Further, each server may have multiple addresses - and may have addresses
of different families (IPv4 and IPv6, say).
To this end, the following structural changes are made:
(1) Server record management is overhauled:
(a) Server records are made independent of cell. The namespace keeps
track of them, volume records have lists of them and each vnode
has a server on which its callback interest currently resides.
(b) The cell record no longer keeps a list of servers known to be in
that cell.
(c) The server records are now kept in a flat list because there's no
single address to sort on.
(d) Server records are now keyed by their UUID within the namespace.
(e) The addresses for a server are obtained with the VL.GetAddrsU
rather than with VL.GetEntryByName, using the server's UUID as a
parameter.
(f) Cached server records are garbage collected after a period of
non-use and are counted out of existence before purging is allowed
to complete. This protects the work functions against rmmod.
(g) The servers list is now in /proc/fs/afs/servers.
(2) Volume record management is overhauled:
(a) An RCU-replaceable server list is introduced.
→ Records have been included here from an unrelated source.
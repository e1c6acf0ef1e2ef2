//! Configuration file handling for solo
//!
//! Supports `<config_dir>/solo/config.toml` (global settings).

pub mod settings;
pub mod types;

pub use settings::{
    default_config_dir, init_config_dir, load_settings, CONFIG_DIR_NAME,
    CONFIG_FILENAME,
};
pub use types::*;
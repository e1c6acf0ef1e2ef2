//! # solo-core - Core Domain Types
//!
//! Foundation crate for solo. Provides error handling, logging setup and the
//! small set of domain types shared by the transport and command layers.
//!
//! This crate has **zero internal dependencies** -- it only depends on external
//! crates (thiserror, tracing, dirs).
//!
//! ## Public API
//!
//! ### Domain Types (`types`)
//! - [`Role`] - Owner (first instance) or caller (forwarding instance)
//! - [`ArbitrationStage`] - Which arbitration step failed
//! - [`ConnectionState`] - Lifecycle of a connection value
//!
//! ### Error Handling (`error`)
//! - [`Error`] - Custom error enum with `fatal` vs `recoverable` classification
//! - [`Result`] - Type alias for `std::result::Result<T, Error>`
//! - [`ResultExt`] - Extension trait for adding error context
//!
//! ## Prelude
//!
//! Import commonly used types with:
//! ```rust
//! use solo_core::prelude::*;
//! ```

pub mod error;
pub mod logging;
pub mod types;

/// Prelude for common imports used throughout all solo crates
pub mod prelude {
    pub use super::error::{Error, Result, ResultExt};
    pub use tracing::{debug, error, info, instrument, trace, warn};
}

// Re-export commonly used types at crate root for convenience
pub use error::{Error, Result, ResultExt};
pub use types::{ArbitrationStage, ConnectionState, Role};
This tracks both
servers and their coresponding callback interests.
(b) The superblock is now keyed on cell record and numeric volume ID.
(c) The volume record is now tied to the superblock which mounts it,
and is activated when mounted and deactivated when unmounted.
This makes it easier to handle the cache cookie without causing a
double-use in fscache.
(d) The volume record is loaded from the VLDB using VL.GetEntryByNameU
to get the server UUID list.
(e) The volume name is updated if it is seen to have changed when the
volume is updated (the update is keyed on the volume ID).
(3) The vlocation record is got rid of and VLDB records are no longer
cached. Sufficient information is stored in the volume record, though
an update to a volume record is now no longer shared between related
volumes (volumes come in bundles of three: R/W, R/O and backup).
and the following procedural changes are made:
(1) The fileserver cursor introduced previously is now fleshed out and
used to iterate over fileservers and their addresses.
(2) Volume status is checked during iteration, and the server list is
replaced if a change is detected.
(3) Server status is checked during iteration, and the address list is
replaced if a change is detected.
(4) The abort code is saved into the address list cursor and -ECONNABORTED
returned in afs_make_call() if a remote abort happened rather than
translating the abort into an error message. This allows actions to
be taken depending on the abort code more easily.
(a) If a VMOVED abort is seen then this is handled by rechecking the
volume and restarting the iteration.
(b) If a VBUSY, VRESTARTING or VSALVAGING abort is seen then this is
handled by sleeping for a short period and retrying and/or trying
other servers that might serve that volume. A message is also
displayed once until the condition has cleared.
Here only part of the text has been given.